When Ryan was the focus of media speculation about a possible presidential bid of his own last summer, he delivered a foreign policy address to the Alexander Hamilton Society in which he stressed the indispensable need for American leadership on the global stage, and echoed neoconservative columnist Charles Krauthammer's warning that "decline is a choice." Predictably, Ryan followed Krauthammer in concluding that the current administration had chosen to preside over and hasten American decline, and offered an alarmist, fantastical warning against a world "led by China or by Russia" in the absence of U.S. hegemony. In this respect, Ryan's addition to Romney's ticket provides neither significant foreign policy experience nor any ideological balance, since Romney himself has touted the importance of bringing back to the U.S., "that special nature of being American."
Ryan's views are conventional ones that one might expect from almost any Republican member of Congress who served during George W. Bush's two terms. Like most of his fellow congressional Republicans, he voted to authorize the Iraq war, endorsed the 2007 "surge" early on, and continued to support the war until its end. He has shown no inclination to dissent from his party on foreign policy issues at any time. He seems to have no misgivings about Bush's mistakes and failures in Iraq or elsewhere. Despite his newfound reputation for fiscal conservatism, he favors continued increases in military spending above their current extraordinarily high levels.
While he envisions continued increases in Pentagon spending, his budget proposals have included significant cuts to the much smaller appropriations for the State Department and foreign aid. According to Ryan's 2012 plan, diplomacy and development spending would be reduced sharply: From $47.8 billion in fiscal 2012 to $43.1 billion in fiscal 2013, $40.1 billion in fiscal 2014, $38.3 billion in fiscal 2015, and $38.1 billion in fiscal 2016. This lines up with his apparent distaste for diplomacy and his tendency to view diplomatic engagement with authoritarian states as inherently undesirable.

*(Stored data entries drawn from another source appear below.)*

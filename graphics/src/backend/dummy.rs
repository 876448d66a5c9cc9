//! Dummy GPU device for testing and development.
//!
//! This device doesn't talk to a GPU. It hands out handle ids, keeps every
//! buffer and texture as host bytes, and executes transient copies in host
//! memory, so tests can check exactly what an upload produced.

use std::collections::HashMap;

use aster_core::mesh::IndexFormat;
use aster_core::sampler::SamplerDesc;
use parking_lot::Mutex;

use crate::commands::{TransferCommand, TransientCommands};
use crate::error::{GraphicsError, GraphicsResult};
use crate::types::{
    AccelerationGeometry, AccelerationStructureDescriptor, AccelerationStructureHandle,
    AccelerationStructureKind, AccelerationStructureSizes, BufferDescriptor, BufferHandle,
    BufferUsage, PipelineDescriptor, PipelineHandle, SamplerHandle, TextureDescriptor,
    TextureHandle, TextureLayout, TextureViewHandle,
};

use super::{GpuDevice, RenderEncoder};

/// Base of the fake device address space; each resource gets a 4 GiB window.
const ADDRESS_SHIFT: u32 = 32;

#[derive(Debug)]
struct DummyBuffer {
    descriptor: BufferDescriptor,
    data: Vec<u8>,
}

#[derive(Debug)]
struct DummyTexture {
    descriptor: TextureDescriptor,
    layout: TextureLayout,
    data: Vec<u8>,
}

#[derive(Debug)]
struct DummyAccelerationStructure {
    descriptor: AccelerationStructureDescriptor,
    built_from: Option<AccelerationGeometry>,
}

#[derive(Debug, Default)]
struct DummyState {
    next_id: u64,
    created: usize,
    fail_after: Option<usize>,
    buffers: HashMap<u64, DummyBuffer>,
    textures: HashMap<u64, DummyTexture>,
    views: HashMap<u64, TextureHandle>,
    samplers: HashMap<u64, SamplerDesc>,
    pipelines: HashMap<u64, PipelineDescriptor>,
    structures: HashMap<u64, DummyAccelerationStructure>,
    submissions: Vec<TransientCommands>,
    host_writes: usize,
}

impl DummyState {
    /// Allocate an id, or fail if a failure was injected for this creation.
    fn allocate_id(&mut self, what: &str) -> GraphicsResult<u64> {
        if let Some(remaining) = self.fail_after.as_mut() {
            if *remaining == 0 {
                self.fail_after = None;
                log::trace!("DummyDevice: injected failure creating {}", what);
                return Err(GraphicsError::OutOfMemory);
            }
            *remaining -= 1;
        }
        self.next_id += 1;
        self.created += 1;
        Ok(self.next_id)
    }

    fn buffer(&self, handle: BufferHandle) -> GraphicsResult<&DummyBuffer> {
        self.buffers.get(&handle.0).ok_or_else(|| {
            GraphicsError::InvalidParameter(format!("unknown buffer {:?}", handle))
        })
    }

    fn execute(&mut self, command: &TransferCommand) -> GraphicsResult<()> {
        match command {
            TransferCommand::CopyBuffer { src, dst, regions } => {
                for region in regions {
                    let source = self.buffer(*src)?;
                    let bytes = slice(&source.data, region.src_offset, region.size)?.to_vec();
                    let target = self.buffers.get_mut(&dst.0).ok_or_else(|| {
                        GraphicsError::InvalidParameter(format!("unknown buffer {:?}", dst))
                    })?;
                    slice_mut(&mut target.data, region.dst_offset, region.size)?
                        .copy_from_slice(&bytes);
                }
            }
            TransferCommand::CopyBufferToTexture {
                src,
                src_offset,
                dst,
                width,
                height,
            } => {
                let texture = self.textures.get(&dst.0).ok_or_else(|| {
                    GraphicsError::InvalidParameter(format!("unknown texture {:?}", dst))
                })?;
                if texture.layout != TextureLayout::TransferDst {
                    return Err(GraphicsError::InvalidParameter(format!(
                        "texture {:?} is in {:?}, not TransferDst",
                        dst, texture.layout
                    )));
                }
                if (*width, *height) != (texture.descriptor.width, texture.descriptor.height) {
                    return Err(GraphicsError::InvalidParameter(format!(
                        "copy extent {}x{} does not match texture {:?}",
                        width, height, dst
                    )));
                }
                let size = texture.descriptor.byte_size();
                let bytes = slice(&self.buffer(*src)?.data, *src_offset, size)?.to_vec();
                if let Some(texture) = self.textures.get_mut(&dst.0) {
                    texture.data = bytes;
                }
            }
            TransferCommand::BufferBarrier { buffer, .. } => {
                self.buffer(*buffer)?;
            }
            TransferCommand::TextureBarrier { texture, old, new } => {
                let texture_state = self.textures.get_mut(&texture.0).ok_or_else(|| {
                    GraphicsError::InvalidParameter(format!("unknown texture {:?}", texture))
                })?;
                if *old != TextureLayout::Undefined && *old != texture_state.layout {
                    return Err(GraphicsError::InvalidParameter(format!(
                        "texture {:?} transition from {:?} but it is in {:?}",
                        texture, old, texture_state.layout
                    )));
                }
                texture_state.layout = *new;
            }
            TransferCommand::BuildAccelerationStructure {
                target, geometry, ..
            } => {
                let structure = self.structures.get_mut(&target.0).ok_or_else(|| {
                    GraphicsError::InvalidParameter(format!(
                        "unknown acceleration structure {:?}",
                        target
                    ))
                })?;
                if structure.descriptor.kind != geometry.kind() {
                    return Err(GraphicsError::InvalidParameter(format!(
                        "{:?} built from {:?} geometry",
                        structure.descriptor.kind,
                        geometry.kind()
                    )));
                }
                structure.built_from = Some(*geometry);
            }
            TransferCommand::AccelerationStructureBarrier => {}
        }
        Ok(())
    }
}
//! Scene hierarchy traversal.

use glam::Mat4;

/// One node that instances a mesh.
#[derive(Debug, Clone, PartialEq)]
pub(crate) struct NodeInstance {
    pub node: usize,
    pub mesh: usize,
    pub skin: Option<usize>,
    pub world: Mat4,
}

/// Walk the default scene (or scene 0) and collect every mesh instance in
/// depth-first order with its world transform.
pub(crate) fn collect_instances(document: &gltf_dep::Document) -> Vec<NodeInstance> {
    let Some(scene) = document.default_scene().or_else(|| document.scenes().next()) else {
        log::warn!("Document has no scene; nothing will be drawn");
        return Vec::new();
    };

    let mut instances = Vec::new();
    let mut stack: Vec<(gltf_dep::Node<'_>, Mat4)> =
        scene.nodes().map(|n| (n, Mat4::IDENTITY)).collect();
    stack.reverse();

    while let Some((node, parent)) = stack.pop() {
        let world = parent * Mat4::from_cols_array_2d(&node.transform().matrix());
        if let Some(mesh) = node.mesh() {
            instances.push(NodeInstance {
                node: node.index(),
                mesh: mesh.index(),
                skin: node.skin().map(|s| s.index()),
                world,
            });
        }
        let children: Vec<_> = node.children().collect();
        stack.extend(children.into_iter().rev().map(|child| (child, world)));
    }

    log::debug!(
        "Scene {} has {} mesh instances",
        scene.index(),
        instances.len()
    );
    instances
}

/// Flags for the meshes any instance references.
pub(crate) fn referenced_meshes(document: &gltf_dep::Document, instances: &[NodeInstance]) -> Vec<bool> {
    let mut referenced = vec![false; document.meshes().len()];
    for instance in instances {
        if let Some(flag) = referenced.get_mut(instance.mesh) {
            *flag = true;
        }
    }
    referenced
}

And let's not forget about Ryan's criticisms of the current administration. Three years ago, Ryan derided Obama's foreign policy as "Nixonian" for its perceived indifference to human rights abroad, as if it were an insult to be compared to one of the more successful Republican foreign policy records of the postwar period. Ryan is most exercised by what he perceives to be the "moral relativism" of skeptics and realists counseling a less ideological and intrusive foreign policy for the U.S., and he normally criticizes diplomatic engagement as useless. In late 2009, he jumped on the opportunity to attack the burgeoning — and modestly successful — improvement in relations with Russia as "appeasement," which suggests that Ryan sees no benefit in more constructive relations with other major powers, a belief he shares with his running mate.
During a 2009 speech at the Council on Foreign Relations, referring to the principles of "God-given natural rights, equality, liberty, opportunity, and popular consent," Ryan noted that, "it is always in the interest of the United States to promote these principles in other nations." While this might be an admirable sentiment, there are trade-offs between U.S. interests and the promotion of our political principles in other countries. Pretending that this isn't so simply ignores the tensions between the two ideas rather than trying to find the appropriate balance between them.
Ryan gives every indication that he favors exporting our political principles abroad and using strongly moralizing rhetoric to berate other governments that reject them. Yet Ryan seems remarkably uninterested in funding diplomacy and development aid, and seems to conceive of U.S. power abroad mostly in terms of military strength. On foreign policy, Paul Ryan truly is a product of the era of George W. Bush.